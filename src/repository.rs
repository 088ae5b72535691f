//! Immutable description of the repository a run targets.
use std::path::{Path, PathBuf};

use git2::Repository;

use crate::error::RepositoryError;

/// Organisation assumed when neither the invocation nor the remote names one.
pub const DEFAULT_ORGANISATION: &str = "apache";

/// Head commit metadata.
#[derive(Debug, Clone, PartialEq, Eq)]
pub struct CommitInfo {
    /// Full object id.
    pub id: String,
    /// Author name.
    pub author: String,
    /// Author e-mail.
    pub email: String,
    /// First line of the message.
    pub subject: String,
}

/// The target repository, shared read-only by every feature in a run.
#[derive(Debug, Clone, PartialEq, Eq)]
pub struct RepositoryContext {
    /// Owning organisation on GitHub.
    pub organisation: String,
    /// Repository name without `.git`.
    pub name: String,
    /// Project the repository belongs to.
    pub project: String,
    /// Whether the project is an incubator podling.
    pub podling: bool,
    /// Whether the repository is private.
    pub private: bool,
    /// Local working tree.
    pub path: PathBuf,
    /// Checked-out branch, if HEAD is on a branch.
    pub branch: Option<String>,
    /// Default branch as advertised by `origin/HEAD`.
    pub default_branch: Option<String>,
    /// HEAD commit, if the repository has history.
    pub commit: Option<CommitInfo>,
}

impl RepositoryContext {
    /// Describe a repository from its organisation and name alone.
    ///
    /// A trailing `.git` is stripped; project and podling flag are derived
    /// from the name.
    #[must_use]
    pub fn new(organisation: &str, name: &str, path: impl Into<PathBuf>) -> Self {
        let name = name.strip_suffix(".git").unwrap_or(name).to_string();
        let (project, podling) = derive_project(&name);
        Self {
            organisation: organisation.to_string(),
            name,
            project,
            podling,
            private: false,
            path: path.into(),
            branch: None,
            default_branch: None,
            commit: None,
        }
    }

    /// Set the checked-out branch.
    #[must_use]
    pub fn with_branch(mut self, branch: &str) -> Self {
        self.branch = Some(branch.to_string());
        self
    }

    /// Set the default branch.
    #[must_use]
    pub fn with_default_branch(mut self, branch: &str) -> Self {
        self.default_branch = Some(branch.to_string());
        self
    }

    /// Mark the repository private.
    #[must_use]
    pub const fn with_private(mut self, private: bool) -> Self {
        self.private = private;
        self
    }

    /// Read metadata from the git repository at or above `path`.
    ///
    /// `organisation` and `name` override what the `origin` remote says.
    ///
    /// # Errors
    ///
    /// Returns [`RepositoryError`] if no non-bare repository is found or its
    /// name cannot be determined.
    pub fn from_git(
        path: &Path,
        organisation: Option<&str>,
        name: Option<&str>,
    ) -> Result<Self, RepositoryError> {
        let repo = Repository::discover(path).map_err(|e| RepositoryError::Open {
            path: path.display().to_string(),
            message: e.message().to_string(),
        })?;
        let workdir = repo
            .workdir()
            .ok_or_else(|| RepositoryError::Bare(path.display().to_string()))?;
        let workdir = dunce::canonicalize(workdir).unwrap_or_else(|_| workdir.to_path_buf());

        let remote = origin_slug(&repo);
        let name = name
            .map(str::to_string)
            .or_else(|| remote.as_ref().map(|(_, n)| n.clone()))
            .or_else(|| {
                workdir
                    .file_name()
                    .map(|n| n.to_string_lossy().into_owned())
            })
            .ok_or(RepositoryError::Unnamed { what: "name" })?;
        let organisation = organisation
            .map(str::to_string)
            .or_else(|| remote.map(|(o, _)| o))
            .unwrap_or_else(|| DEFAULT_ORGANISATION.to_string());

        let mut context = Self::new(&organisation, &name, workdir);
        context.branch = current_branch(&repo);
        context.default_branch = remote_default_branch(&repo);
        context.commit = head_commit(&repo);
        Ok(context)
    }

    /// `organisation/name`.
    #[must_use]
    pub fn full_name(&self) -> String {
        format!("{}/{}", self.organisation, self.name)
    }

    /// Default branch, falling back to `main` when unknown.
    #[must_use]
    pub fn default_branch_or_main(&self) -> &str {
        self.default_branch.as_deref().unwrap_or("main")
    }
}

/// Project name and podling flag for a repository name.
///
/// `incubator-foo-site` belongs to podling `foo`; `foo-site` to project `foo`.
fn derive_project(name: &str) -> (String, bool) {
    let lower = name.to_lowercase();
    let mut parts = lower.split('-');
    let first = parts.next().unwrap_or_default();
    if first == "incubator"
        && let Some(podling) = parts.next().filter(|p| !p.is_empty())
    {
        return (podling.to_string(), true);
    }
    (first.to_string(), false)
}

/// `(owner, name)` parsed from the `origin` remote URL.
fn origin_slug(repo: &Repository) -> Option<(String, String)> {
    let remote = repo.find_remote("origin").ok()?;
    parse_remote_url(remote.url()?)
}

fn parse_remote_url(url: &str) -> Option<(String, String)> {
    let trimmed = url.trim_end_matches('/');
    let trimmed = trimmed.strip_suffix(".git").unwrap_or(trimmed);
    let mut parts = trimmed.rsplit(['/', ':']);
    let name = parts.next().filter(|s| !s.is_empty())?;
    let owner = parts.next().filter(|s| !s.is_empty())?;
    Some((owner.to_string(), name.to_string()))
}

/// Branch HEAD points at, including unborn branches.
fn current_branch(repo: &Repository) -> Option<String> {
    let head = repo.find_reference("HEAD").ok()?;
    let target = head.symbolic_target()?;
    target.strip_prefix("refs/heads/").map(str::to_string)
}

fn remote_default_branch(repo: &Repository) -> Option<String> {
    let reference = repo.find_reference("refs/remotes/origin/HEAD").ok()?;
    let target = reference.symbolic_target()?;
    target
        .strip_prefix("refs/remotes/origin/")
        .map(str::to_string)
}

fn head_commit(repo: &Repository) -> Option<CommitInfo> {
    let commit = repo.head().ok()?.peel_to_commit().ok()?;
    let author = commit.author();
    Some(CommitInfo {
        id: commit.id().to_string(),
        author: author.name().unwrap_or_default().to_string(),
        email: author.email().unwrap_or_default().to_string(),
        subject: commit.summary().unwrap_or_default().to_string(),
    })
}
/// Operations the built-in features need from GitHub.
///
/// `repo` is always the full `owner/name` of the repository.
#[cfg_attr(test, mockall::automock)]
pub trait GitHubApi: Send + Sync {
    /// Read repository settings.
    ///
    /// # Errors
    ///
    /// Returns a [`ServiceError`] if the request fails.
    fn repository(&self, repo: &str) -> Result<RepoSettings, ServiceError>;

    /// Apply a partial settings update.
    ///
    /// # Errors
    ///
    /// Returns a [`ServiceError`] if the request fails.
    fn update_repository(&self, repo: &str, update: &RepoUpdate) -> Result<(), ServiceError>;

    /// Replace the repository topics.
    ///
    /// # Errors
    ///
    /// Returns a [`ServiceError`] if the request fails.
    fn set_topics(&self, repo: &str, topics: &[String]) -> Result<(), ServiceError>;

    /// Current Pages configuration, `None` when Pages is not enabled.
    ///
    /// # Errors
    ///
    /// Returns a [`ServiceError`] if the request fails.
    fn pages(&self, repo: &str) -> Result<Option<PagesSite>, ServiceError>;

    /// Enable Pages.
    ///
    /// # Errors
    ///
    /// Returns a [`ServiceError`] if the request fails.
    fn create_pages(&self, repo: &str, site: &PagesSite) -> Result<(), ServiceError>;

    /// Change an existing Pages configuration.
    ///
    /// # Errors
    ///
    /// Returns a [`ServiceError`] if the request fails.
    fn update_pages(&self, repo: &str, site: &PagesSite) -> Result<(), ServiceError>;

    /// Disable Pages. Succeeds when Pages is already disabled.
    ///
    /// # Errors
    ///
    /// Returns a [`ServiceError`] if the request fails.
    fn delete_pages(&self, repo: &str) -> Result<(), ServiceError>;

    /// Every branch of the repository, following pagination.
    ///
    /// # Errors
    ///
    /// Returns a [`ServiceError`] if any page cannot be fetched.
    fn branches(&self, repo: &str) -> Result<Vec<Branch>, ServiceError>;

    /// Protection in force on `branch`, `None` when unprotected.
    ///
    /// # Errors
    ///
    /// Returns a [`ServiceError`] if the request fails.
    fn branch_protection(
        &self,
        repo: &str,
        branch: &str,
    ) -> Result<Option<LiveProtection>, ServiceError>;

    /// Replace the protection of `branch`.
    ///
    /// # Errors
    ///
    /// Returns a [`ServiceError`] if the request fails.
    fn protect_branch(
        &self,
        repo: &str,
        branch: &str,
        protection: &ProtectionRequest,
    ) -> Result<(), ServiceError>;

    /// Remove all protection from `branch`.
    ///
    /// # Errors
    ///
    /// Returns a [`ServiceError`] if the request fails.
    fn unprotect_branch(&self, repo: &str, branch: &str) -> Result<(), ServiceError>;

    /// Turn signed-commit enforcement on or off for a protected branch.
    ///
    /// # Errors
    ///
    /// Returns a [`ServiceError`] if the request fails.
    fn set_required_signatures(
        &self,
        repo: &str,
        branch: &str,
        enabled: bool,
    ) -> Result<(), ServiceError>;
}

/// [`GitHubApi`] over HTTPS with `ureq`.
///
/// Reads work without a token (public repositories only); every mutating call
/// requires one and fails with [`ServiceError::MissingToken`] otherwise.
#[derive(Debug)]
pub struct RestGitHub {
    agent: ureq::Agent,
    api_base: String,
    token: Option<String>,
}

■ ■ ■ ■ ■ ■ ■

Problem:
Search the entries for "belongs" and copy each matching line.

Output of the exercise:
    /// Project the repository belongs to.
/// `incubator-foo-site` belongs to podling `foo`; `foo-site` to project `foo`.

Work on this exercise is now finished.